The intelligence and devotion of the horses have been a source of never ending wonder to downtown crowds. When an officer dismounted to make an arrest or do some other bit of routine police work the horse would stand quietly at the curb. In the years they have been on the streets only one black mark has been written against the six.

One horse bit a boy, according to a complaint now before the courts.

Bud, 14, oldest horse of the six, once gave an example of devotion to duty. Williams, the rider, was riding west on Wisconsin av. at noon and the horse was headed for his noonday oats. At the Plankinton building there was a cry about a pickpocket and Williams hurried into the building. He came back to the curb half an hour later, expecting that the horse had followed tht routine lunch time trip, but there stood Bud, patiently waiting.

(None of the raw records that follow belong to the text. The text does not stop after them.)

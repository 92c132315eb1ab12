//! Tasks and the executable units workers run.

use crate::worker::{RequestError, WorkerContext};
use elea_core::WorkerId;
use serde_json::Value;
use std::fmt;
use std::sync::Arc;
use thiserror::Error;

/// Error raised by user logic inside a worker.
///
/// Becomes the descriptor of the worker's `WORKER_ERROR` message.
#[derive(Debug, Clone, PartialEq, Eq, Error)]
#[error("{message}")]
pub struct WorkerFault {
    message: String,
}

impl WorkerFault {
    pub fn new(message: impl Into<String>) -> Self {
        Self {
            message: message.into(),
        }
    }

    pub fn message(&self) -> &str {
        &self.message
    }
}

impl From<RequestError> for WorkerFault {
    fn from(err: RequestError) -> Self {
        Self::new(err.to_string())
    }
}

impl From<serde_json::Error> for WorkerFault {
    fn from(err: serde_json::Error) -> Self {
        Self::new(err.to_string())
    }
}

/// The statements of a `run_thread` block together with its return
/// expression.
///
/// Implemented for every `Fn(&mut WorkerContext) -> Result<Value, WorkerFault>`.
/// Returning `Value::Null` stands for a block without a return expression.
pub trait StatementBlock: Send + Sync + 'static {
    fn execute(&self, ctx: &mut WorkerContext) -> Result<Value, WorkerFault>;
}

impl<F> StatementBlock for F
where
    F: Fn(&mut WorkerContext) -> Result<Value, WorkerFault> + Send + Sync + 'static,
{
    fn execute(&self, ctx: &mut WorkerContext) -> Result<Value, WorkerFault> {
        self(ctx)
    }
}

/// Variables imported into every worker, in block chain order.
///
/// Later imports shadow earlier imports of the same name.
#[derive(Debug, Clone, Default, PartialEq)]
pub struct ImportedVariables {
    entries: Vec<(String, Value)>,
}

impl ImportedVariables {
    pub fn new() -> Self {
        Self::default()
    }

    /// Append an import to the chain.
    pub fn import(mut self, name: impl Into<String>, value: impl Into<Value>) -> Self {
        self.push(name, value);
        self
    }

    pub fn push(&mut self, name: impl Into<String>, value: impl Into<Value>) {
        self.entries.push((name.into(), value.into()));
    }

    /// Imports in chain order, shadowed entries included.
    pub fn iter(&self) -> impl Iterator<Item = (&str, &Value)> {
        self.entries.iter().map(|(name, value)| (name.as_str(), value))
    }

    pub fn len(&self) -> usize {
        self.entries.len()
    }

    pub fn is_empty(&self) -> bool {
        self.entries.is_empty()
    }
}

impl<N: Into<String>, V: Into<Value>> FromIterator<(N, V)> for ImportedVariables {
    fn from_iter<I: IntoIterator<Item = (N, V)>>(iter: I) -> Self {
        Self {
            entries: iter
                .into_iter()
                .map(|(name, value)| (name.into(), value.into()))
                .collect(),
        }
    }
}

/// One unit of work: a worker index, the block to run, and its imports.
#[derive(Clone)]
pub struct Task {
    index: WorkerId,
    block: Arc<dyn StatementBlock>,
    imports: Arc<ImportedVariables>,
}

impl Task {
    pub fn new(
        index: WorkerId,
        block: Arc<dyn StatementBlock>,
        imports: Arc<ImportedVariables>,
    ) -> Self {
        Self {
            index,
            block,
            imports,
        }
    }

    /// Build the tasks `0..thread_count` sharing one block and one import set.
    pub fn batch(
        thread_count: usize,
        block: &Arc<dyn StatementBlock>,
        imports: &Arc<ImportedVariables>,
    ) -> Vec<Task> {
        (0..thread_count)
            .map(|i| Task::new(WorkerId(i as u32), Arc::clone(block), Arc::clone(imports)))
            .collect()
    }

    pub fn index(&self) -> WorkerId {
        self.index
    }

    pub fn block(&self) -> &dyn StatementBlock {
        self.block.as_ref()
    }

    pub fn imports(&self) -> &ImportedVariables {
        &self.imports
    }
}

impl fmt::Debug for Task {
    fn fmt(&self, f: &mut fmt::Formatter<'_>) -> fmt::Result {
        f.debug_struct("Task")
            .field("index", &self.index)
            .field("imports", &self.imports)
            .finish_non_exhaustive()
    }
}
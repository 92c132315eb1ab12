//! Coordinator-held state of a single run.
//!
//! A [`RunContext`] is created when a run starts and consumed when every
//! worker has reached a terminal state. It is only ever touched by the
//! coordinator loop, one message at a time, so none of it needs locking.

use crate::io::CsvRow;
use crate::scheduler::WorkerExecutionError;
use elea_core::{Message, ProtocolError, WorkerId};
use serde_json::Value;
use std::fmt;
use tokio::sync::mpsc;

/// Lifecycle of a worker: `Pending -> Running -> {Completed | Failed}`.
#[derive(Debug, Clone, Copy, PartialEq, Eq)]
pub enum WorkerStatus {
    Pending,
    Running,
    Completed,
    Failed,
}

impl WorkerStatus {
    pub fn is_terminal(self) -> bool {
        matches!(self, WorkerStatus::Completed | WorkerStatus::Failed)
    }
}

/// Coordinator-side view of one worker.
#[derive(Debug)]
struct WorkerHandle {
    status: WorkerStatus,
    /// Coordinator to worker direction. Dropped once the worker is terminal,
    /// which also stops the worker's inbox task.
    channel: Option<mpsc::UnboundedSender<Message>>,
}

/// Why a task produced no value.
#[derive(Debug, Clone, PartialEq, Eq)]
pub enum FailureKind {
    /// The statement block returned an error (`WORKER_ERROR`).
    Raised(String),
    /// The worker exited without a terminal message. Carries the panic
    /// message when there was one.
    MissingTerminalMessage(Option<String>),
}

/// A failed task, attributed by index.
#[derive(Debug, Clone, PartialEq, Eq)]
pub struct TaskFailure {
    pub index: WorkerId,
    pub kind: FailureKind,
}

impl fmt::Display for TaskFailure {
    fn fmt(&self, f: &mut fmt::Formatter<'_>) -> fmt::Result {
        match &self.kind {
            FailureKind::Raised(message) => write!(f, "thread {}: {}", self.index, message),
            FailureKind::MissingTerminalMessage(Some(panic)) => write!(
                f,
                "thread {}: exited without a result ({})",
                self.index, panic
            ),
            FailureKind::MissingTerminalMessage(None) => {
                write!(f, "thread {}: exited without a result", self.index)
            }
        }
    }
}

/// Per-task return values, ordered by task index.
#[derive(Debug, Clone, PartialEq)]
pub struct ResultArray {
    slots: Vec<Option<Value>>,
}

impl ResultArray {
    pub fn with_len(len: usize) -> Self {
        Self {
            slots: vec![None; len],
        }
    }

    /// Write slot `index`. Returns false if the slot was already written.
    fn fill(&mut self, index: usize, value: Value) -> bool {
        match self.slots.get_mut(index) {
            Some(slot) if slot.is_none() => {
                *slot = Some(value);
                true
            }
            _ => false,
        }
    }

    pub fn len(&self) -> usize {
        self.slots.len()
    }

    pub fn is_empty(&self) -> bool {
        self.slots.is_empty()
    }

    /// The value of task `index`, if it produced one.
    pub fn get(&self, index: usize) -> Option<&Value> {
        self.slots.get(index).and_then(Option::as_ref)
    }

    /// Check whether every task produced a value.
    pub fn is_complete(&self) -> bool {
        self.slots.iter().all(Option::is_some)
    }

    /// Slots in task order; `None` for tasks that failed.
    pub fn iter(&self) -> impl Iterator<Item = Option<&Value>> {
        self.slots.iter().map(Option::as_ref)
    }

    /// Values in task order, with `null` in place of missing slots.
    pub fn into_values(self) -> Vec<Value> {
        self.slots
            .into_iter()
            .map(|slot| slot.unwrap_or(Value::Null))
            .collect()
    }

    /// The array as the value of a `run_thread` expression.
    pub fn into_json(self) -> Value {
        Value::Array(self.into_values())
    }
}

/// Coordinator-held state of a single run.
#[derive(Debug)]
pub struct RunContext {
    handles: Vec<WorkerHandle>,
    results: ResultArray,
    failures: Vec<TaskFailure>,
    csv_rows: Vec<CsvRow>,
}

impl RunContext {
    /// Create the state for `thread_count` pending workers.
    pub fn new(thread_count: usize) -> Self {
        let handles = (0..thread_count)
            .map(|_| WorkerHandle {
                status: WorkerStatus::Pending,
                channel: None,
            })
            .collect();

        Self {
            handles,
            results: ResultArray::with_len(thread_count),
            failures: Vec::new(),
            csv_rows: Vec::new(),
        }
    }

    pub fn thread_count(&self) -> usize {
        self.handles.len()
    }

    pub fn status(&self, id: WorkerId) -> Option<WorkerStatus> {
        self.handles.get(id.index()).map(|h| h.status)
    }

    /// Mark a pending worker as running and attach its inbound channel.
    pub fn attach(
        &mut self,
        id: WorkerId,
        channel: mpsc::UnboundedSender<Message>,
    ) -> Result<(), ProtocolError> {
        let handle = self.handle_mut(id)?;
        if handle.status != WorkerStatus::Pending {
            return Err(ProtocolError::UnknownWorker(id));
        }
        handle.status = WorkerStatus::Running;
        handle.channel = Some(channel);
        Ok(())
    }

    /// Record a `WORKER_RESULT`.
    pub fn complete(&mut self, id: WorkerId, value: Value) -> Result<(), ProtocolError> {
        self.terminate(id, WorkerStatus::Completed)?;
        if !self.results.fill(id.index(), value) {
            return Err(ProtocolError::DuplicateTerminal(id));
        }
        Ok(())
    }

    /// Record a failure (`WORKER_ERROR` or a missing terminal message).
    pub fn fail(&mut self, id: WorkerId, kind: FailureKind) -> Result<(), ProtocolError> {
        self.terminate(id, WorkerStatus::Failed)?;
        self.failures.push(TaskFailure { index: id, kind });
        Ok(())
    }

    /// The worker unit has exited.
    ///
    /// A worker still running at this point never sent a terminal message.
    pub fn retire(&mut self, id: WorkerId, panic: Option<String>) -> Result<(), ProtocolError> {
        if self.status(id) == Some(WorkerStatus::Running) {
            tracing::warn!(worker = id.0, "Worker exited without a terminal message");
            self.fail(id, FailureKind::MissingTerminalMessage(panic))?;
        }
        self.handle_mut(id)?.channel = None;
        Ok(())
    }

    /// Send a message to a running worker.
    pub fn send_to(&self, id: WorkerId, message: Message) -> Result<(), ProtocolError> {
        let handle = self
            .handles
            .get(id.index())
            .ok_or(ProtocolError::UnknownWorker(id))?;

        match &handle.channel {
            Some(channel) if channel.send(message).is_ok() => {}
            _ => tracing::debug!(worker = id.0, "Worker no longer listening, reply dropped"),
        }
        Ok(())
    }

    pub(crate) fn push_csv_row(&mut self, row: CsvRow) {
        self.csv_rows.push(row);
    }

    /// Rows appended so far, in arrival order.
    pub fn csv_rows(&self) -> &[CsvRow] {
        &self.csv_rows
    }

    pub(crate) fn take_csv_rows(&mut self) -> Vec<CsvRow> {
        std::mem::take(&mut self.csv_rows)
    }

    /// Check whether every worker has reached a terminal state.
    pub fn all_terminal(&self) -> bool {
        self.handles.iter().all(|h| h.status.is_terminal())
    }

    /// Tear down the run and produce its value.
    pub(crate) fn finish(mut self) -> Result<ResultArray, WorkerExecutionError> {
        // Anything not terminal by now never reported back.
        for index in 0..self.handles.len() {
            let id = WorkerId(index as u32);
            if !self.handles[index].status.is_terminal() {
                self.handles[index].status = WorkerStatus::Failed;
                self.failures.push(TaskFailure {
                    index: id,
                    kind: FailureKind::MissingTerminalMessage(None),
                });
            }
        }

        if self.failures.is_empty() {
            Ok(self.results)
        } else {
            self.failures.sort_by_key(|f| f.index);
            Err(WorkerExecutionError::new(self.failures, self.results))
        }
    }

    fn terminate(&mut self, id: WorkerId, status: WorkerStatus) -> Result<(), ProtocolError> {
        let handle = self.handle_mut(id)?;
        match handle.status {
            WorkerStatus::Running => {
                handle.status = status;
                handle.channel = None;
                Ok(())
            }
            WorkerStatus::Pending => Err(ProtocolError::UnknownWorker(id)),
            WorkerStatus::Completed | WorkerStatus::Failed => {
                Err(ProtocolError::DuplicateTerminal(id))
            }
        }
    }

    fn handle_mut(&mut self, id: WorkerId) -> Result<&mut WorkerHandle, ProtocolError> {
        self.handles
            .get_mut(id.index())
            .ok_or(ProtocolError::UnknownWorker(id))
    }
}

#[cfg(test)]
mod tests {
    use super::*;
    use serde_json::json;

    fn running(thread_count: usize) -> RunContext {
        let mut ctx = RunContext::new(thread_count);
        for i in 0..thread_count {
            let (tx, _rx) = mpsc::unbounded_channel();
            ctx.attach(WorkerId(i as u32), tx).unwrap();
        }
        ctx
    }

    #[test]
    fn test_results_follow_index_not_completion_order() {
        let mut ctx = running(3);
        ctx.complete(WorkerId(2), json!("c")).unwrap();
        ctx.complete(WorkerId(0), json!("a")).unwrap();
        ctx.complete(WorkerId(1), json!("b")).unwrap();

        assert!(ctx.all_terminal());
        let results = ctx.finish().unwrap();
        assert_eq!(results.into_values(), vec![json!("a"), json!("b"), json!("c")]);
    }

    #[test]
    fn test_slot_written_at_most_once() {
        let mut ctx = running(1);
        ctx.complete(WorkerId(0), json!(1)).unwrap();

        assert!(matches!(
            ctx.complete(WorkerId(0), json!(2)),
            Err(ProtocolError::DuplicateTerminal(_))
        ));
        assert!(matches!(
            ctx.fail(WorkerId(0), FailureKind::Raised("late".into())),
            Err(ProtocolError::DuplicateTerminal(_))
        ));
        assert_eq!(ctx.finish().unwrap().get(0), Some(&json!(1)));
    }

    #[test]
    fn test_pending_worker_cannot_terminate() {
        let mut ctx = RunContext::new(2);
        assert!(matches!(
            ctx.complete(WorkerId(1), json!(1)),
            Err(ProtocolError::UnknownWorker(_))
        ));
        assert!(matches!(
            ctx.complete(WorkerId(5), json!(1)),
            Err(ProtocolError::UnknownWorker(_))
        ));
        assert_eq!(ctx.status(WorkerId(1)), Some(WorkerStatus::Pending));
    }

    #[test]
    fn test_retire_without_terminal_message_fails_worker() {
        let mut ctx = running(2);
        ctx.complete(WorkerId(0), json!(0)).unwrap();
        ctx.retire(WorkerId(0), None).unwrap();
        ctx.retire(WorkerId(1), Some("boom".into())).unwrap();

        assert_eq!(ctx.status(WorkerId(0)), Some(WorkerStatus::Completed));
        assert_eq!(ctx.status(WorkerId(1)), Some(WorkerStatus::Failed));

        let err = ctx.finish().unwrap_err();
        assert_eq!(
            err.failures(),
            &[TaskFailure {
                index: WorkerId(1),
                kind: FailureKind::MissingTerminalMessage(Some("boom".into())),
            }]
        );
        assert_eq!(err.partial_results().get(0), Some(&json!(0)));
        assert_eq!(err.partial_results().get(1), None);
    }

    #[test]
    fn test_finish_reports_workers_that_never_ran() {
        let ctx = RunContext::new(1);
        let err = ctx.finish().unwrap_err();
        assert_eq!(err.failed_indices(), vec![WorkerId(0)]);
    }

    #[test]
    fn test_failure_display_names_thread() {
        let failure = TaskFailure {
            index: WorkerId(3),
            kind: FailureKind::Raised("bad input".into()),
        };
        assert_eq!(failure.to_string(), "thread 3: bad input");
    }
}
//! Worker entry runtime.
//!
//! Every worker unit runs one [`Task`] through [`WorkerRuntime`]:
//!
//! 1. Imports the task's variables into a fresh scope, in chain order
//! 2. Executes the statement block with a [`WorkerContext`]
//! 3. Sends exactly one terminal message (`WORKER_RESULT` or `WORKER_ERROR`)
//!
//! User logic never touches coordinator state. Console output, CSV rows and
//! plot requests become fire-and-forget messages; value requests block the
//! worker until the coordinator replies.

use crate::correlator::Correlator;
use crate::task::Task;
use elea_core::{ErrorDescriptor, Message, WorkerId};
use serde_json::Value;
use std::collections::HashMap;
use std::sync::Arc;
use std::time::Duration;
use thiserror::Error;
use tokio::runtime::Handle;
use tokio::sync::mpsc;

/// Errors from a blocking value request.
#[derive(Debug, Clone, PartialEq, Eq, Error)]
pub enum RequestError {
    #[error("coordinator is no longer accepting messages")]
    CoordinatorGone,
    #[error("no reply to request {id} within {timeout:?}")]
    Timeout { id: String, timeout: Duration },
}

/// Everything a statement block can reach from inside a worker.
pub struct WorkerContext {
    id: WorkerId,
    scope: HashMap<String, Value>,
    outbox: mpsc::UnboundedSender<Message>,
    correlator: Arc<Correlator>,
    runtime: Handle,
    request_timeout: Option<Duration>,
}

impl WorkerContext {
    pub(crate) fn new(
        id: WorkerId,
        outbox: mpsc::UnboundedSender<Message>,
        correlator: Arc<Correlator>,
        runtime: Handle,
        request_timeout: Option<Duration>,
    ) -> Self {
        Self {
            id,
            scope: HashMap::new(),
            outbox,
            correlator,
            runtime,
            request_timeout,
        }
    }

    /// The `thread_num` block: this worker's task index.
    pub fn thread_num(&self) -> u32 {
        self.id.0
    }

    pub fn id(&self) -> WorkerId {
        self.id
    }

    /// The `thread_hardware_concurrency` block.
    pub fn hardware_concurrency(&self) -> usize {
        crate::hardware_concurrency()
    }

    /// Look up a variable in the worker scope.
    pub fn var(&self, name: &str) -> Option<&Value> {
        self.scope.get(name)
    }

    /// Assign a variable in the worker scope, shadowing any import.
    pub fn set_var(&mut self, name: impl Into<String>, value: impl Into<Value>) {
        self.scope.insert(name.into(), value.into());
    }

    /// Print to the coordinator's console.
    ///
    /// An array payload is treated as an argument list; anything else is a
    /// single argument.
    pub fn console_log(&self, args: impl Into<Value>) {
        self.send(Message::console_log(self.id, args.into()));
    }

    /// Print to the coordinator's error console.
    pub fn console_error(&self, args: impl Into<Value>) {
        self.send(Message::console_error(self.id, args.into()));
    }

    /// Append a row to the coordinator's CSV buffer.
    pub fn save_in_csv(&self, row: Vec<Value>) {
        self.send(Message::csv_row(self.id, row));
    }

    /// Ask the coordinator to plot `spec`.
    pub fn plot(&self, spec: Value) {
        self.send(Message::plot_request(self.id, spec));
    }

    /// Ask the coordinator for a value and block until it answers.
    pub fn request(&self, payload: Value) -> Result<Value, RequestError> {
        let (id, reply) = self.correlator.register();

        if self
            .outbox
            .send(Message::value_request(self.id, id.clone(), payload))
            .is_err()
        {
            self.correlator.cancel(&id);
            return Err(RequestError::CoordinatorGone);
        }

        let outcome = match self.request_timeout {
            None => self
                .runtime
                .block_on(reply)
                .map_err(|_| RequestError::CoordinatorGone),
            Some(timeout) => match self.runtime.block_on(tokio::time::timeout(timeout, reply)) {
                Ok(Ok(value)) => Ok(value),
                Ok(Err(_)) => Err(RequestError::CoordinatorGone),
                Err(_) => Err(RequestError::Timeout {
                    id: id.to_string(),
                    timeout,
                }),
            },
        };

        if outcome.is_err() {
            self.correlator.cancel(&id);
        }
        outcome
    }

    fn send(&self, message: Message) {
        if self.outbox.send(message).is_err() {
            tracing::debug!(worker = self.id.0, "Coordinator gone, message dropped");
        }
    }
}

/// Runs one task inside a worker unit.
pub(crate) struct WorkerRuntime {
    task: Task,
    ctx: WorkerContext,
}

impl WorkerRuntime {
    pub(crate) fn new(task: Task, mut ctx: WorkerContext) -> Self {
        for (name, value) in task.imports().iter() {
            ctx.set_var(name, value.clone());
        }
        Self { task, ctx }
    }

    /// Execute the task and report its outcome.
    ///
    /// Sends exactly one terminal message unless the block panics, in which
    /// case the worker vanishes silently and the scheduler records the
    /// missing terminal message.
    pub(crate) fn run(mut self) {
        let id = self.ctx.id;
        let terminal = match self.task.block().execute(&mut self.ctx) {
            Ok(value) => Message::worker_result(id, value),
            Err(fault) => {
                tracing::debug!(worker = id.0, error = %fault, "Worker raised");
                Message::worker_error(id, &ErrorDescriptor::new(fault.message()))
            }
        };

        if self.ctx.outbox.send(terminal).is_err() {
            tracing::warn!(worker = id.0, "Coordinator gone before terminal message");
        }
    }
}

Buster, Huebner’s mount, is a strictly “one-man” horse. He was slow to make friends and stood indifferent as persons stopped to pat him. When an old friend would approach from Commission Row with a tasty carrot or bite of apple his ears quickly stood up in recognition. Buster had a sweet tooth, too. There was a candy factory on bis beat and when he got hungry he would saunter in that direction as a hint to Huebner.

One a Prankster

Tom, an 11-year-old, was the mischievous fellow of the lot. Once he reached over and took a parcel in his mouth from a woman shopper. He lifted his head out of reach and seemed to enjoy teasing the woman. When Fidlin scolded him he gave the package back with hasty meekness.

Jerry was the beggar. If a person approached he would scent a lump of sugar or piece of candy and gently nudge the prospective giver. He frequently lifted his front foot as if to shake hands.